There are not many long-standing drinking spots, but I found Centro in the Kerry Centre to be the most reliable when you want to escape from the regular bar/club scene. Great selection of (overpriced) Cuban cigars and definitely the best Mojito in town are the main reasons to hang around in the evening. Not really a hip spot by Beijing standards but when you are planning to spend an evening there you know exactly what to expect (which is sometimes positive because Beijing is trying to shock you every single day). Centro is also a convenient place to meet people during the day with its quiet atmosphere (if you manage to shout out the always-present TV), good service and convenient location. And who says that you can’t sample some Cuban products before noon?

The scene
There is no drinking scene in Beijing – there are only people who want to earn some money and others who are looking to spend it! Everything between is a black hole. Beijing expects only one thing from you: love me, feed me and never leave me!

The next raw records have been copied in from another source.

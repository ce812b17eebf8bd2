//! Event recording
//!
//! Events are append-only. An event naming a service the host does not have
//! cannot be attached to anything and is dropped; that is a data-quality
//! signal, not a failure of the report.

use std::collections::HashMap;

use serde::Serialize;
use sqlx::{QueryBuilder, Sqlite, SqliteConnection};
use tracing::{instrument, trace, warn};

use super::{MAX_BINDS, names};
use crate::id;
use crate::report::EventDescriptor;
use crate::storage::StorageResult;

/// Columns written per event row
const EVENT_COLUMNS: usize = 12;

#[derive(Debug, Clone, Copy, Default, PartialEq, Eq, Serialize)]
pub struct EventRecording {
    pub recorded: usize,
    pub dropped: usize,
}

struct EventRow<'a> {
    id: i64,
    service_id: i64,
    service_name_id: i64,
    event: &'a EventDescriptor,
}

/// Append the events of one report for `host_id`
#[instrument(skip(conn, events), fields(count = events.len()))]
pub async fn record(
    conn: &mut SqliteConnection,
    host_id: i64,
    events: &[EventDescriptor],
) -> StorageResult<EventRecording> {
    if events.is_empty() {
        return Ok(EventRecording::default());
    }

    let texts: Vec<&str> = events.iter().map(|e| e.service.as_str()).collect();
    let name_ids = names::resolve_batch(conn, &texts).await?;

    let services: HashMap<i64, i64> =
        sqlx::query_as::<_, (i64, i64)>("SELECT nameid, id FROM service WHERE hostid = ?")
            .bind(host_id)
            .fetch_all(&mut *conn)
            .await?
            .into_iter()
            .collect();

    let mut rows = Vec::with_capacity(events.len());
    let mut dropped = 0;

    for event in events {
        let service_name_id = names::id_of(&name_ids, &event.service)?;
        match services.get(&service_name_id) {
            Some(service_id) => rows.push(EventRow {
                id: id::next_id(),
                service_id: *service_id,
                service_name_id,
                event,
            }),
            None => {
                warn!(
                    host_id,
                    service = %event.service,
                    event_id = event.event_id,
                    "dropping event for unknown service"
                );
                dropped += 1;
            }
        }
    }

    for chunk in rows.chunks(MAX_BINDS / EVENT_COLUMNS) {
        let mut builder: QueryBuilder<Sqlite> = QueryBuilder::new(
            "INSERT INTO event (id, hostid, serviceid, collectedsec, collectedusec, \
             service_nameid, servicetype, eventtype, eventstate, eventaction, message, active) ",
        );
        builder.push_values(chunk, |mut row, event_row| {
            let event = event_row.event;
            row.push_bind(event_row.id)
                .push_bind(host_id)
                .push_bind(event_row.service_id)
                .push_bind(event.collected_sec)
                .push_bind(event.collected_usec)
                .push_bind(event_row.service_name_id)
                .push_bind(event.service_type)
                .push_bind(event.event_id)
                .push_bind(event.state)
                .push_bind(event.action)
                .push_bind(event.message.as_str())
                .push_bind(true);
        });
        builder.build().execute(&mut *conn).await?;
    }

    trace!(recorded = rows.len(), dropped, "events recorded");

    Ok(EventRecording {
        recorded: rows.len(),
        dropped,
    })
}
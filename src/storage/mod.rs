//! Normalized relational store for agent reports
//!
//! ## Design
//!
//! - **Trait-based reads**: `StorageBackend` is what the HTTP layer queries
//! - **Transactional writes**: the ingestion pipeline borrows a connection
//!   from [`sqlite::SqliteBackend::pool`] and runs every step of a report in
//!   one transaction
//! - **Embedded migrations**: the schema ships inside the binary
//!
//! ## Usage
//!
//! ```no_run
//! use monit_collector::storage::{StorageBackend, sqlite::SqliteBackend};
//!
//! #[tokio::main]
//! async fn main() -> anyhow::Result<()> {
//!     let backend = SqliteBackend::new("./monit.db").await?;
//!     let hosts = backend.list_hosts().await?;
//!     println!("{} hosts", hosts.len());
//!     Ok(())
//! }
//! ```

pub mod backend;
pub mod error;
pub mod schema;
pub mod sqlite;

pub use backend::{EventQuery, HealthStatus, StatisticsQuery, StorageBackend, StorageStats};
pub use error::{StorageError, StorageResult};
pub use sqlite::SqliteBackend;
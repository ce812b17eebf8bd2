//! Bearer token guard for the read API
//!
//! Agents never pass through here; `/collector` sits outside the guarded
//! router.

use axum::{
    body::Body,
    extract::{Request, State},
    http::{HeaderMap, StatusCode, header},
    middleware::Next,
    response::{IntoResponse, Response},
};
use tracing::warn;

/// Reject requests to `/api/v1` that do not carry `Authorization: Bearer <token>`
pub async fn auth_middleware(
    State(expected_token): State<String>,
    request: Request<Body>,
    next: Next,
) -> Result<Response, AuthError> {
    let presented = bearer_token(request.headers()).inspect_err(|e| {
        warn!(path = %request.uri().path(), "rejected API request: {e:?}");
    })?;

    if !tokens_match(presented, &expected_token) {
        warn!(path = %request.uri().path(), "rejected API request: wrong token");
        return Err(AuthError::InvalidToken);
    }

    Ok(next.run(request).await)
}

/// Token part of the Authorization header; the scheme is matched case-insensitively
fn bearer_token(headers: &HeaderMap) -> Result<&str, AuthError> {
    let value = headers
        .get(header::AUTHORIZATION)
        .and_then(|v| v.to_str().ok())
        .ok_or(AuthError::MissingToken)?;

    let (scheme, token) = value.split_once(' ').ok_or(AuthError::InvalidFormat)?;
    if !scheme.eq_ignore_ascii_case("bearer") || token.trim().is_empty() {
        return Err(AuthError::InvalidFormat);
    }

    Ok(token.trim())
}

/// Compare without bailing out at the first differing byte
fn tokens_match(presented: &str, expected: &str) -> bool {
    let (a, b) = (presented.as_bytes(), expected.as_bytes());
    a.len() == b.len() && a.iter().zip(b).fold(0u8, |acc, (x, y)| acc | (x ^ y)) == 0
}

/// Authentication errors
#[derive(Debug, PartialEq, Eq)]
pub enum AuthError {
    MissingToken,
    InvalidFormat,
    InvalidToken,
}

impl IntoResponse for AuthError {
    fn into_response(self) -> Response {
        let (status, message) = match self {
            AuthError::MissingToken => (StatusCode::UNAUTHORIZED, "Missing Authorization header"),
            AuthError::InvalidFormat => (
                StatusCode::UNAUTHORIZED,
                "Invalid Authorization format (expected: Bearer <token>)",
            ),
            AuthError::InvalidToken => (StatusCode::FORBIDDEN, "Invalid token"),
        };

        (status, message).into_response()
    }
}
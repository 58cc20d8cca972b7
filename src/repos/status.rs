//! Sync status repository.
//!
//! One row per `(tenant_id, session_phone)` — the durable record of a
//! tenant's sync lifecycle (`idle → syncing → idle-success | idle-error`).
//! Each run overwrites the previous record rather than appending.

use async_trait::async_trait;
use chrono::{DateTime, Utc};
use sqlx::PgPool;
use uuid::Uuid;

use crate::error::Result;

#[derive(Debug, Clone, sqlx::FromRow)]
pub struct SyncStatusRow {
    pub id: Uuid,
    pub tenant_id: String,
    pub session_phone: String,
    pub is_syncing: bool,
    pub last_sync: Option<DateTime<Utc>>,
    pub total_contacts: i64,
    pub total_groups: i64,
    pub error: Option<String>,
    pub created_at: DateTime<Utc>,
    pub updated_at: DateTime<Utc>,
}

/// Partial status write. `is_syncing` and `error` are written on every call;
/// `last_sync` and the totals only when present, otherwise the stored values
/// are kept.
///
/// Invariant: `is_syncing` is true only between [`SyncStatusUpdate::started`]
/// and the terminal write of the same run. A process crash in between leaves
/// the record at `is_syncing = true` until the tenant's next run overwrites
/// it.
#[derive(Debug, Clone, Default)]
pub struct SyncStatusUpdate {
    pub is_syncing: bool,
    pub error: Option<String>,
    pub last_sync: Option<DateTime<Utc>>,
    pub total_contacts: Option<i64>,
    pub total_groups: Option<i64>,
}

impl SyncStatusUpdate {
    /// Marks a run in-flight and clears any previous error.
    pub fn started() -> Self {
        Self {
            is_syncing: true,
            ..Default::default()
        }
    }

    /// Terminal write for a successful run.
    pub fn succeeded(last_sync: DateTime<Utc>, total_contacts: i64, total_groups: i64) -> Self {
        Self {
            is_syncing: false,
            error: None,
            last_sync: Some(last_sync),
            total_contacts: Some(total_contacts),
            total_groups: Some(total_groups),
        }
    }

    /// Terminal write for a failed run. Keeps the previous `last_sync` and
    /// totals.
    pub fn failed(error: impl Into<String>) -> Self {
        Self {
            is_syncing: false,
            error: Some(error.into()),
            ..Default::default()
        }
    }
}

#[async_trait]
pub trait SyncStatusRepo: Send + Sync {
    /// Upsert the status row keyed by `(tenant_id, session_phone)`.
    async fn upsert(
        &self,
        tenant_id: &str,
        session_phone: &str,
        update: SyncStatusUpdate,
    ) -> Result<()>;

    /// Point lookup by natural key.
    async fn find(&self, tenant_id: &str, session_phone: &str)
        -> Result<Option<SyncStatusRow>>;
}

pub struct PgSyncStatusRepo {
    pool: PgPool,
}

impl PgSyncStatusRepo {
    pub fn new(pool: PgPool) -> Self {
        Self { pool }
    }
}

#[async_trait]
impl SyncStatusRepo for PgSyncStatusRepo {
    async fn upsert(
        &self,
        tenant_id: &str,
        session_phone: &str,
        update: SyncStatusUpdate,
    ) -> Result<()> {
        let now = Utc::now();

        sqlx::query(
            r#"
            INSERT INTO sync_status (id, tenant_id, session_phone, is_syncing,
                                     last_sync, total_contacts, total_groups,
                                     error, created_at, updated_at)
            VALUES ($1, $2, $3, $4, $5, COALESCE($6, 0), COALESCE($7, 0), $8, $9, $9)
            ON CONFLICT (tenant_id, session_phone) DO UPDATE SET
                is_syncing = EXCLUDED.is_syncing,
                last_sync = COALESCE($5, sync_status.last_sync),
                total_contacts = COALESCE($6, sync_status.total_contacts),
                total_groups = COALESCE($7, sync_status.total_groups),
                error = EXCLUDED.error,
                updated_at = EXCLUDED.updated_at
            "#,
        )
        .bind(Uuid::new_v4())
        .bind(tenant_id)
        .bind(session_phone)
        .bind(update.is_syncing)
        .bind(update.last_sync)
        .bind(update.total_contacts)
        .bind(update.total_groups)
        .bind(&update.error)
        .bind(now)
        .execute(&self.pool)
        .await?;

        Ok(())
    }

    async fn find(
        &self,
        tenant_id: &str,
        session_phone: &str,
    ) -> Result<Option<SyncStatusRow>> {
        let row = sqlx::query_as::<_, SyncStatusRow>(
            r#"
            SELECT id, tenant_id, session_phone, is_syncing, last_sync,
                   total_contacts, total_groups, error, created_at, updated_at
            FROM sync_status
            WHERE tenant_id = $1 AND session_phone = $2
            "#,
        )
        .bind(tenant_id)
        .bind(session_phone)
        .fetch_optional(&self.pool)
        .await?;

        Ok(row)
    }
}
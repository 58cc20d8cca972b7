//! chatsync server - main entry point.
//!
//! Wires the process-wide singletons (store pool, broker client), starts the
//! sync worker, and registers the cron trigger that fans tenants out into
//! staggered jobs. Startup failures exit non-zero; a termination signal lets
//! the in-flight job finish before tearing the connections down.

use std::sync::Arc;

use tokio_cron_scheduler::{Job, JobScheduler};
use tracing::{error, info};

use chatsync_core::config::Config;
use chatsync_core::db::Database;
use chatsync_core::jobs::{
    JobQueue, RedisQueueBackend, SchedulerConfig, SyncWorker, TenantScheduler, WorkerConfig,
};
use chatsync_core::observability;
use chatsync_core::repos::{ContactRepo, GroupRepo, PgSessionRepo, PgSyncStatusRepo};
use chatsync_core::sync::SyncOrchestrator;
use chatsync_core::upstream::UpstreamClient;

#[tokio::main]
async fn main() -> anyhow::Result<()> {
    dotenvy::dotenv().ok();

    let config = Config::load()?;
    observability::init(&config.observability);

    info!(version = env!("CARGO_PKG_VERSION"), "starting chatsync");

    // Store handle: established once, shared by every repository.
    let db = Database::new(&config.database).await?;
    db.migrate().await?;
    db.health_check().await?;
    info!("connected to database");

    // Broker handle: likewise process-wide.
    let redis_client = redis::Client::open(config.redis.url.as_str())?;
    let backend = Arc::new(RedisQueueBackend::new(
        redis_client,
        config.redis.queue.clone(),
    ));
    let queue = Arc::new(JobQueue::new(backend));
    info!(queue = %config.redis.queue, "job queue ready");

    let upstream = UpstreamClient::new(&config.upstream)?;
    let orchestrator = Arc::new(SyncOrchestrator::new(
        Arc::new(ContactRepo::new(db.pool().clone())),
        Arc::new(GroupRepo::new(db.pool().clone())),
        Arc::new(PgSyncStatusRepo::new(db.pool().clone())),
        upstream,
    ));

    let worker = SyncWorker::new(
        WorkerConfig {
            dispatch_interval_ms: config.sync.dispatch_interval_ms,
            ..Default::default()
        },
        queue.clone(),
        orchestrator,
    );
    let worker_handle = worker.start();

    let scheduler = Arc::new(TenantScheduler::new(
        Arc::new(PgSessionRepo::new(db.pool().clone())),
        queue,
        SchedulerConfig::from_sync(&config.sync),
    ));

    let mut cron = JobScheduler::new().await?;
    let trigger = scheduler.clone();
    cron.add(Job::new_async(
        config.sync.cron.as_str(),
        move |_id, _sched| {
            let scheduler = trigger.clone();
            Box::pin(async move {
                info!("sync trigger fired");
                match scheduler.schedule_all().await {
                    Ok(scheduled) => info!(scheduled, "sync jobs scheduled"),
                    Err(err) => error!(error = %err, "failed to schedule sync jobs"),
                }
            })
        },
    )?)
    .await?;
    cron.start().await?;
    info!(cron = %config.sync.cron, "sync trigger scheduled");

    shutdown_signal().await;

    info!("shutting down");
    cron.shutdown().await?;
    worker_handle.shutdown();
    worker_handle.join().await;
    db.close().await;
    info!("shutdown complete");

    Ok(())
}

/// Wait for shutdown signal.
async fn shutdown_signal() {
    let ctrl_c = async {
        tokio::signal::ctrl_c()
            .await
            .expect("Failed to install Ctrl+C handler");
    };

    #[cfg(unix)]
    let terminate = async {
        tokio::signal::unix::signal(tokio::signal::unix::SignalKind::terminate())
            .expect("Failed to install signal handler")
            .recv()
            .await;
    };

    #[cfg(not(unix))]
    let terminate = std::future::pending::<()>();

    tokio::select! {
        _ = ctrl_c => {},
        _ = terminate => {},
    }

    info!("shutdown signal received");
}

AGENT RED WOLF, Taiwanese, marketing professional, 8 years

It depends on my mood. When I want to dance and be with friends who love to dance, my favorite is Latinos. In addition to dancing salsa, you can sit at the round bar, chat with people, drink Mojitos and Caipirinhas, and listen to the South American band.

When I am or want to stop for a drink on the way home from work, my favorite is Q Bar. It is not only the hospitable owners, Echo, George and Ralph, but also the whole place making me feel comfortable. Sometimes you can meet people and chat even when Q Bar is very crowded. The good cocktails are another advantage. When George and Echo have time, we explore new drinks and I can learn about cocktails.

When I feel wild, my favorite is Browns. It is spacious, with three layers of seating and high ceilings, and you can dance anywhere. You can watch people or be watched by them. I would not use the term “pickup bar” to describe Browns, I rather use “encounter bar.” You would not believe how often I coincidentally meet friends at Browns. When you are feeling wild and meeting friends, you won’t pay much attention to how bad the drinks can be.

First Cafe, though it no longer exists, was like a good friend for four years in Beijing. Moreover, I made lots of friends there. Some of them are more than personal friends and have become business acquaintances. I had happy, sad, exciting, wild and peaceful moments at First Cafe.